----- Records for this task -----
use chrono::NaiveDate;
use gradebook_core::db::open_db_in_memory;
use gradebook_core::{
    overall_average, seed_data, RandomSeedSource, SchoolRepository, SchoolTable, SeedConfig,
    SeedError, SeedSource, SqliteSchoolRepository,
};
use rusqlite::Connection;
use std::ops::RangeInclusive;

fn reference_date() -> NaiveDate {
    NaiveDate::from_ymd_opt(2026, 10, 14).unwrap()
}

fn demo_config() -> SeedConfig {
    SeedConfig {
        reference_date: reference_date(),
        ..SeedConfig::default()
    }
}

fn scalar(conn: &Connection, sql: &str) -> i64 {
    conn.query_row(sql, [], |row| row.get(0)).unwrap()
}

/// Always picks the first item and gives a constant grade on the reference date.
struct FixedSource {
    grade: i64,
}

impl SeedSource for FixedSource {
    fn first_name(&mut self) -> String {
        "Ada".to_string()
    }

    fn last_name(&mut self) -> String {
        "Lovelace".to_string()
    }

    fn pick_index(&mut self, _len: usize) -> usize {
        0
    }

    fn grade_value(&mut self, _range: RangeInclusive<i64>) -> i64 {
        self.grade
    }

    fn date_within(&mut self, reference: NaiveDate, _max_days_back: u32) -> NaiveDate {
        reference
    }
}

/// Returns an index past the end of every collection.
struct BrokenPicker;

impl SeedSource for BrokenPicker {
    fn first_name(&mut self) -> String {
        "Zoe".to_string()
    }

    fn last_name(&mut self) -> String {
        "Young".to_string()
    }

    fn pick_index(&mut self, len: usize) -> usize {
        len
    }

    fn grade_value(&mut self, range: RangeInclusive<i64>) -> i64 {
        *range.start()
    }

    fn date_within(&mut self, reference: NaiveDate, _max_days_back: u32) -> NaiveDate {
        reference
    }
}

#[test]
fn demo_scenario_produces_expected_counts() {
    let mut conn = open_db_in_memory().unwrap();
    let summary = {
        let mut repo = SqliteSchoolRepository::try_new(&mut conn).unwrap();
        let mut source = RandomSeedSource::from_seed(2024);
        seed_data(&mut repo, &mut source, &demo_config()).unwrap()
    };

    assert_eq!(summary.groups.len(), 3);
    assert_eq!(summary.teachers.len(), 4);
    assert_eq!(summary.courses.len(), 5);
    assert_eq!(summary.students.len(), 50);
    assert_eq!(summary.grade_count, 1250);

    assert_eq!(scalar(&conn, "SELECT COUNT(*) FROM groups;"), 3);
    assert_eq!(scalar(&conn, "SELECT COUNT(*) FROM teachers;"), 4);
    assert_eq!(scalar(&conn, "SELECT COUNT(*) FROM courses;"), 5);
    assert_eq!(scalar(&conn, "SELECT COUNT(*) FROM students;"), 50);
    assert_eq!(scalar(&conn, "SELECT COUNT(*) FROM grades;"), 1250);

    let course_names: Vec<&str> = summary
        .courses
        .iter()
        .map(|course| course.course_name.as_str())
        .collect();
    assert_eq!(
        course_names,
        ["Mathematics", "Physics", "History", "Programming", "Philosophy"]
    );
}

#[test]
fn every_grade_reference_resolves_after_seeding() {
    let mut conn = open_db_in_memory().unwrap();
    {
        let mut repo = SqliteSchoolRepository::try_new(&mut conn).unwrap();
        let mut source = RandomSeedSource::from_seed(11);
        seed_data(&mut repo, &mut source, &demo_config()).unwrap();
    }

    let dangling = scalar(
        &conn,
        "SELECT COUNT(*)
         FROM grades gr
         LEFT JOIN students s ON s.id = gr.student_id
         LEFT JOIN courses c ON c.id = gr.course_id
         WHERE s.id IS NULL OR c.id IS NULL;",
    );
    assert_eq!(dangling, 0);

    let unassigned_courses = scalar(
        &conn,
        "SELECT COUNT(*)
         FROM courses c
         LEFT JOIN teachers t ON t.id = c.teacher_id
         WHERE t.id IS NULL;",
    );
    assert_eq!(unassigned_courses, 0);

    let ungrouped_students = scalar(
        &conn,
        "SELECT COUNT(*)
         FROM students s
         LEFT JOIN groups g ON g.id = s.group_id
         WHERE g.id IS NULL;",
    );
    assert_eq!(ungrouped_students, 0);

    let per_pair_mismatch = scalar(
        &conn,
        "SELECT COUNT(*) FROM (
             SELECT student_id, course_id, COUNT(*) AS n
             FROM grades
             GROUP BY student_id, course_id
         ) WHERE n != 5;",
    );
    assert_eq!(per_pair_mismatch, 0);
}

#[test]
fn seeded_grades_stay_in_value_and_date_window() {
    let mut conn = open_db_in_memory().unwrap();
    {
        let mut repo = SqliteSchoolRepository::try_new(&mut conn).unwrap();
        let mut source = RandomSeedSource::from_seed(99);
        seed_data(&mut repo, &mut source, &demo_config()).unwrap();
    }

    assert_eq!(
        scalar(&conn, "SELECT COUNT(*) FROM grades WHERE grade < 50 OR grade > 100;"),
        0
    );
    assert_eq!(
        scalar(
            &conn,
            "SELECT COUNT(*) FROM grades
             WHERE grade_date < '2025-10-14' OR grade_date > '2026-10-14';"
        ),
        0
    );

    let average = overall_average(&conn).unwrap().unwrap();
    assert!((50.0..=100.0).contains(&average), "average {average}");
}

#[test]
fn equal_seeds_seed_identical_stores() {
    let dump = |seed: u64| {
        let mut conn = open_db_in_memory().unwrap();
        {
            let mut repo = SqliteSchoolRepository::try_new(&mut conn).unwrap();
            let mut source = RandomSeedSource::from_seed(seed);
            seed_data(&mut repo, &mut source, &demo_config()).unwrap();
        }
        let mut stmt = conn
            .prepare("SELECT student_id, course_id, grade, grade_date FROM grades ORDER BY id;")
            .unwrap();
        let rows = stmt
            .query_map([], |row| {
                Ok((
                    row.get::<_, i64>(0)?,
                    row.get::<_, i64>(1)?,
                    row.get::<_, i64>(2)?,
                    row.get::<_, String>(3)?,
                ))
            })
            .unwrap()
            .collect::<Result<Vec<_>, _>>()
            .unwrap();
        rows
    };

    assert_eq!(dump(5), dump(5));
}

#[test]
fn fixture_source_drives_every_choice() {
    let mut conn = open_db_in_memory().unwrap();
    let summary = {
        let mut repo = SqliteSchoolRepository::try_new(&mut conn).unwrap();
        let mut source = FixedSource { grade: 77 };
        let config = SeedConfig {
            student_count: 4,
            grades_per_pair: 2,
            ..demo_config()
        };
        seed_data(&mut repo, &mut source, &config).unwrap()
    };

    let first_group = summary.groups[0].id;
    let first_teacher = summary.teachers[0].id;
    assert!(summary.students.iter().all(|s| s.group_id == Some(first_group)));
    assert!(summary
        .courses
        .iter()
        .all(|c| c.teacher_id == Some(first_teacher)));
    assert!(summary.teachers.iter().all(|t| t.full_name() == "Ada Lovelace"));
    assert_eq!(summary.grade_count, 4 * 5 * 2);
    assert_eq!(overall_average(&conn).unwrap(), Some(77.0));
}

#[test]
fn reseeding_accumulates_rows() {
    let mut conn = open_db_in_memory().unwrap();
    let mut repo = SqliteSchoolRepository::try_new(&mut conn).unwrap();
    let mut source = RandomSeedSource::from_seed(3);
    let config = SeedConfig {
        student_count: 5,
        ..demo_config()
    };

    seed_data(&mut repo, &mut source, &config).unwrap();
    seed_data(&mut repo, &mut source, &config).unwrap();

    assert_eq!(repo.count_rows(SchoolTable::Groups).unwrap(), 6);
    assert_eq!(repo.count_rows(SchoolTable::Students).unwrap(), 10);
    assert_eq!(repo.count_rows(SchoolTable::Grades).unwrap(), 2 * 5 * 5 * 5);
}

#[test]
fn invalid_config_writes_nothing() {
    let mut conn = open_db_in_memory().unwrap();
    let mut repo = SqliteSchoolRepository::try_new(&mut conn).unwrap();
    let mut source = RandomSeedSource::from_seed(1);
    let config = SeedConfig {
        group_names: Vec::new(),
        ..demo_config()
    };

    let err = seed_data(&mut repo, &mut source, &config).unwrap_err();
    assert!(matches!(err, SeedError::InvalidConfig(_)));
    for table in SchoolTable::ALL {
        assert_eq!(repo.count_rows(table).unwrap(), 0, "{}", table.table_name());
    }
}

#[test]
fn out_of_bounds_pick_stops_before_dependent_batches() {
    let mut conn = open_db_in_memory().unwrap();
    let mut repo = SqliteSchoolRepository::try_new(&mut conn).unwrap();

    let err = seed_data(&mut repo, &mut BrokenPicker, &demo_config()).unwrap_err();
    assert!(matches!(err, SeedError::InvalidSource(_)));

    assert_eq!(repo.count_rows(SchoolTable::Groups).unwrap(), 3);
    assert_eq!(repo.count_rows(SchoolTable::Teachers).unwrap(), 4);
    assert_eq!(repo.count_rows(SchoolTable::Courses).unwrap(), 0);
    assert_eq!(repo.count_rows(SchoolTable::Grades).unwrap(), 0);
}
//! School record repository contracts and SQLite implementation.
//!
//! # Responsibility
//! - Persist groups, teachers, courses, students and grades in batches.
//! - Keep insert SQL and date encoding inside the persistence boundary.
//!
//! # Invariants
//! - Every batch runs in one transaction: either all rows commit or none do.
//! - Inputs are validated before any SQL mutation.
//! - Engine constraint failures (CHECK, FOREIGN KEY, NOT NULL) surface as
//!   `RepoError::ConstraintViolation`.

use crate::db::migrations::{latest_version, schema_version};
use crate::db::DbError;
use crate::model::records::{
    Course, Grade, Group, NewCourse, NewGrade, NewGroup, NewStudent, NewTeacher,
    RecordValidationError, Student, Teacher,
};
use chrono::NaiveDate;
use rusqlite::{params, Connection, ErrorCode, Transaction, TransactionBehavior};
use std::error::Error;
use std::fmt::{Display, Formatter};

/// Storage text format of `grades.grade_date`.
pub(crate) const GRADE_DATE_FORMAT: &str = "%Y-%m-%d";

pub type RepoResult<T> = Result<T, RepoError>;

/// Repository error for school record persistence.
#[derive(Debug)]
pub enum RepoError {
    /// Input rejected before reaching storage.
    Validation(RecordValidationError),
    /// Storage engine rejected the row (range check or missing reference).
    ConstraintViolation(String),
    Db(DbError),
    /// Connection schema is not at the expected migrated version.
    UninitializedConnection {
        expected_version: u32,
        actual_version: u32,
    },
}

impl Display for RepoError {
    fn fmt(&self, f: &mut Formatter<'_>) -> std::fmt::Result {
        match self {
            Self::Validation(err) => write!(f, "{err}"),
            Self::ConstraintViolation(message) => write!(f, "constraint violation: {message}"),
            Self::Db(err) => write!(f, "{err}"),
            Self::UninitializedConnection {
                expected_version,
                actual_version,
            } => write!(
                f,
                "school repository requires schema version {expected_version}, got {actual_version}"
            ),
        }
    }
}

impl Error for RepoError {
    fn source(&self) -> Option<&(dyn Error + 'static)> {
        match self {
            Self::Validation(err) => Some(err),
            Self::ConstraintViolation(_) => None,
            Self::Db(err) => Some(err),
            Self::UninitializedConnection { .. } => None,
        }
    }
}

impl From<RecordValidationError> for RepoError {
    fn from(value: RecordValidationError) -> Self {
        Self::Validation(value)
    }
}

impl From<DbError> for RepoError {
    fn from(value: DbError) -> Self {
        Self::Db(value)
    }
}

impl From<rusqlite::Error> for RepoError {
    fn from(value: rusqlite::Error) -> Self {
        if value.sqlite_error_code() == Some(ErrorCode::ConstraintViolation) {
            return Self::ConstraintViolation(value.to_string());
        }
        Self::Db(DbError::Sqlite(value))
    }
}

/// Tables owned by the school schema.
#[derive(Debug, Clone, Copy, PartialEq, Eq)]
pub enum SchoolTable {
    Groups,
    Teachers,
    Courses,
    Students,
    Grades,
}

impl SchoolTable {
    pub const ALL: [SchoolTable; 5] = [
        SchoolTable::Groups,
        SchoolTable::Teachers,
        SchoolTable::Courses,
        SchoolTable::Students,
        SchoolTable::Grades,
    ];

    pub fn table_name(self) -> &'static str {
        match self {
            Self::Groups => "groups",
            Self::Teachers => "teachers",
            Self::Courses => "courses",
            Self::Students => "students",
            Self::Grades => "grades",
        }
    }
}

/// Write contract used by the seeder.
///
/// Each `insert_*` call is one atomic batch and returns the stored records in
/// input order.
pub trait SchoolRepository {
    fn insert_groups(&mut self, groups: &[NewGroup]) -> RepoResult<Vec<Group>>;
    fn insert_teachers(&mut self, teachers: &[NewTeacher]) -> RepoResult<Vec<Teacher>>;
    fn insert_courses(&mut self, courses: &[NewCourse]) -> RepoResult<Vec<Course>>;
    fn insert_students(&mut self, students: &[NewStudent]) -> RepoResult<Vec<Student>>;
    fn insert_grades(&mut self, grades: &[NewGrade]) -> RepoResult<Vec<Grade>>;
    /// Number of rows currently stored in `table`.
    fn count_rows(&self, table: SchoolTable) -> RepoResult<u64>;
}

/// SQLite-backed school repository.
pub struct SqliteSchoolRepository<'conn> {
    conn: &'conn mut Connection,
}

impl<'conn> SqliteSchoolRepository<'conn> {
    /// Constructs a repository from a connection returned by
    /// [`open_db`](crate::db::open_db) or
    /// [`open_db_in_memory`](crate::db::open_db_in_memory).
    pub fn try_new(conn: &'conn mut Connection) -> RepoResult<Self> {
        let expected_version = latest_version();
        let actual_version = schema_version(conn)?;
        if actual_version != expected_version {
            return Err(RepoError::UninitializedConnection {
                expected_version,
                actual_version,
            });
        }
        Ok(Self { conn })
    }

    fn begin(&mut self) -> RepoResult<Transaction<'_>> {
        Ok(self
            .conn
            .transaction_with_behavior(TransactionBehavior::Immediate)?)
    }
}

impl SchoolRepository for SqliteSchoolRepository<'_> {
    fn insert_groups(&mut self, groups: &[NewGroup]) -> RepoResult<Vec<Group>> {
        for group in groups {
            group.validate()?;
        }

        let tx = self.begin()?;
        let mut stored = Vec::with_capacity(groups.len());
        {
            let mut stmt = tx.prepare_cached("INSERT INTO groups (group_name) VALUES (?1);")?;
            for group in groups {
                stmt.execute([group.group_name.as_str()])?;
                stored.push(Group {
                    id: tx.last_insert_rowid(),
                    group_name: group.group_name.clone(),
                });
            }
        }
        tx.commit()?;
        Ok(stored)
    }

    fn insert_teachers(&mut self, teachers: &[NewTeacher]) -> RepoResult<Vec<Teacher>> {
        for teacher in teachers {
            teacher.validate()?;
        }

        let tx = self.begin()?;
        let mut stored = Vec::with_capacity(teachers.len());
        {
            let mut stmt = tx
                .prepare_cached("INSERT INTO teachers (first_name, last_name) VALUES (?1, ?2);")?;
            for teacher in teachers {
                stmt.execute(params![teacher.first_name, teacher.last_name])?;
                stored.push(Teacher {
                    id: tx.last_insert_rowid(),
                    first_name: teacher.first_name.clone(),
                    last_name: teacher.last_name.clone(),
                });
            }
        }
        tx.commit()?;
        Ok(stored)
    }

    fn insert_courses(&mut self, courses: &[NewCourse]) -> RepoResult<Vec<Course>> {
        for course in courses {
            course.validate()?;
        }

        let tx = self.begin()?;
        let mut stored = Vec::with_capacity(courses.len());
        {
            let mut stmt = tx
                .prepare_cached("INSERT INTO courses (course_name, teacher_id) VALUES (?1, ?2);")?;
            for course in courses {
                stmt.execute(params![course.course_name, course.teacher_id])?;
                stored.push(Course {
                    id: tx.last_insert_rowid(),
                    course_name: course.course_name.clone(),
                    teacher_id: course.teacher_id,
                });
            }
        }
        tx.commit()?;
        Ok(stored)
    }

    fn insert_students(&mut self, students: &[NewStudent]) -> RepoResult<Vec<Student>> {
        for student in students {
            student.validate()?;
        }

        let tx = self.begin()?;
        let mut stored = Vec::with_capacity(students.len());
        {
            let mut stmt = tx.prepare_cached(
                "INSERT INTO students (first_name, last_name, group_id) VALUES (?1, ?2, ?3);",
            )?;
            for student in students {
                stmt.execute(params![
                    student.first_name,
                    student.last_name,
                    student.group_id
                ])?;
                stored.push(Student {
                    id: tx.last_insert_rowid(),
                    first_name: student.first_name.clone(),
                    last_name: student.last_name.clone(),
                    group_id: student.group_id,
                });
            }
        }
        tx.commit()?;
        Ok(stored)
    }

    fn insert_grades(&mut self, grades: &[NewGrade]) -> RepoResult<Vec<Grade>> {
        for grade in grades {
            grade.validate()?;
        }

        let tx = self.begin()?;
        let mut stored = Vec::with_capacity(grades.len());
        {
            let mut stmt = tx.prepare_cached(
                "INSERT INTO grades (student_id, course_id, grade, grade_date)
                 VALUES (?1, ?2, ?3, ?4);",
            )?;
            for grade in grades {
                stmt.execute(params![
                    grade.student_id,
                    grade.course_id,
                    grade.value,
                    date_to_db(grade.grade_date),
                ])?;
                stored.push(Grade {
                    id: tx.last_insert_rowid(),
                    student_id: grade.student_id,
                    course_id: grade.course_id,
                    value: grade.value,
                    grade_date: grade.grade_date,
                });
            }
        }
        tx.commit()?;
        Ok(stored)
    }

    fn count_rows(&self, table: SchoolTable) -> RepoResult<u64> {
        let count: i64 = self.conn.query_row(
            &format!("SELECT COUNT(*) FROM {};", table.table_name()),
            [],
            |row| row.get(0),
        )?;
        Ok(u64::try_from(count).unwrap_or(0))
    }
}

pub(crate) fn date_to_db(date: NaiveDate) -> String {
    date.format(GRADE_DATE_FORMAT).to_string()
}

pub(crate) fn parse_db_date(value: &str) -> Option<NaiveDate> {
    NaiveDate::parse_from_str(value, GRADE_DATE_FORMAT).ok()
}
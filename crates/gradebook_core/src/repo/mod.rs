//! Repository layer: write access to the school schema.
//!
//! # Responsibility
//! - Define the batch insert contract the seeder depends on.
//! - Isolate SQLite statement details from seeding orchestration.
//!
//! # Invariants
//! - Repository writes validate inputs before persistence.
//! - One `insert_*` call maps to exactly one committed transaction.

pub mod school_repo;
//! Synthetic data seeding.
//!
//! # Responsibility
//! - Generate referentially valid demo data through a seedable source.
//! - Persist it batch by batch through `SchoolRepository`.

pub mod seeder;
pub mod source;
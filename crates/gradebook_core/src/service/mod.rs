//! Core use-case services.
//!
//! # Responsibility
//! - Orchestrate seeding and queries into the report flow.
//! - Keep the CLI decoupled from storage details.

pub mod report_service;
-----
Search the records above for "Display" and copy every line that has it.

**Output of the task**
use std::fmt::{Display, Formatter};
impl Display for RepoError {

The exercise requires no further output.